Relationships between tree characteristics and tree-level product value from two types of sawmills (stud mill and optimized random mill) in black spruce (Picea mariana) were investigated. A sample of 172 trees (age 90 to 100 yrs) from black spruce natural stands showed large variations in tree characteristics and tree product value. Models were developed and compared according to selected statistical criteria (i.e., R 2 and the mean absolute mean error of predictions). The best fitted models for predicting tree-level lumber value recovery were considered to be the following forms for the two types of sawmills: 1) the second-order polynomial function with diameter at breast height (DBH) alone, 2) the polynomial function with only the cross product term of squared DBH and tree height, and 3) the power function with DBH, tree height, and tree taper.

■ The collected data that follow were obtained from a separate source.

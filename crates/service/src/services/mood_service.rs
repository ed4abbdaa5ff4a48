use chrono::Utc;
use models::mood;
use sea_orm::sea_query::OnConflict;
use sea_orm::{DatabaseConnection, EntityTrait, QueryOrder, Set};

use crate::errors::ServiceError;

/// Upsert one person's mood and return the stored row.
pub async fn set_mood(
    db: &DatabaseConnection,
    person: &str,
    mood_text: &str,
    note: Option<String>,
) -> Result<mood::Model, ServiceError> {
    if person.trim().is_empty() {
        return Err(ServiceError::Validation("person required".into()));
    }
    if mood_text.trim().is_empty() {
        return Err(ServiceError::Validation("mood required".into()));
    }
    let am = mood::ActiveModel {
        person: Set(person.to_string()),
        mood: Set(mood_text.to_string()),
        note: Set(note.unwrap_or_default()),
        updated_at: Set(Utc::now().into()),
    };
    mood::Entity::insert(am)
        .on_conflict(
            OnConflict::column(mood::Column::Person)
                .update_columns([mood::Column::Mood, mood::Column::Note, mood::Column::UpdatedAt])
                .to_owned(),
        )
        .exec(db)
        .await
        .map_err(|e| ServiceError::StorageUnavailable(e.to_string()))?;

    mood::Entity::find_by_id(person.to_owned())
        .one(db)
        .await
        .map_err(|e| ServiceError::StorageUnavailable(e.to_string()))?
        .ok_or_else(|| ServiceError::not_found("mood"))
}

/// The whole board, ordered by person so the two columns render stably.
pub async fn list_moods(db: &DatabaseConnection) -> Result<Vec<mood::Model>, ServiceError> {
    mood::Entity::find()
        .order_by_asc(mood::Column::Person)
        .all(db)
        .await
        .map_err(|e| ServiceError::StorageUnavailable(e.to_string()))
}

#[cfg(test)]
mod tests {
    use super::*;
    use crate::test_support::test_db;

    #[tokio::test]
    async fn set_upserts_per_person() -> Result<(), anyhow::Error> {
        let db = test_db().await?;

        set_mood(&db, "azul", "sleepy", None).await?;
        let updated = set_mood(&db, "azul", "cozy", Some("tea and rain".into())).await?;
        assert_eq!(updated.mood, "cozy");
        assert_eq!(updated.note, "tea and rain");

        let board = list_moods(&db).await?;
        assert_eq!(board.len(), 1);
        Ok(())
    }

    #[tokio::test]
    async fn board_lists_both_people_in_stable_order() -> Result<(), anyhow::Error> {
        let db = test_db().await?;
        set_mood(&db, "lila", "excited", None).await?;
        set_mood(&db, "azul", "calm", None).await?;

        let people: Vec<_> = list_moods(&db).await?.into_iter().map(|m| m.person).collect();
        assert_eq!(people, vec!["azul", "lila"]);
        Ok(())
    }

    #[tokio::test]
    async fn set_validates_inputs() -> Result<(), anyhow::Error> {
        let db = test_db().await?;
        assert!(matches!(
            set_mood(&db, "", "fine", None).await.unwrap_err(),
            ServiceError::Validation(_)
        ));
        assert!(matches!(
            set_mood(&db, "azul", "  ", None).await.unwrap_err(),
            ServiceError::Validation(_)
        ));
        Ok(())
    }
}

For both types of sawmills, the three final fitted model forms accounted for more than 92 percent of the total variation in lumber value recovery. The relationships in the models, including input-output and interaction factors, were further analyzed by calculating the elasticities of production and scale and the cross partial derivative of output with respect to the inputs. The analyses indicated that tree DBH had the greatest and most positive influence on the tree-level product value, followed by tree height; however, stem taper had a negative effect. The models were useful for estimating lumber value of individual trees and a forest stand before the trees are harvested.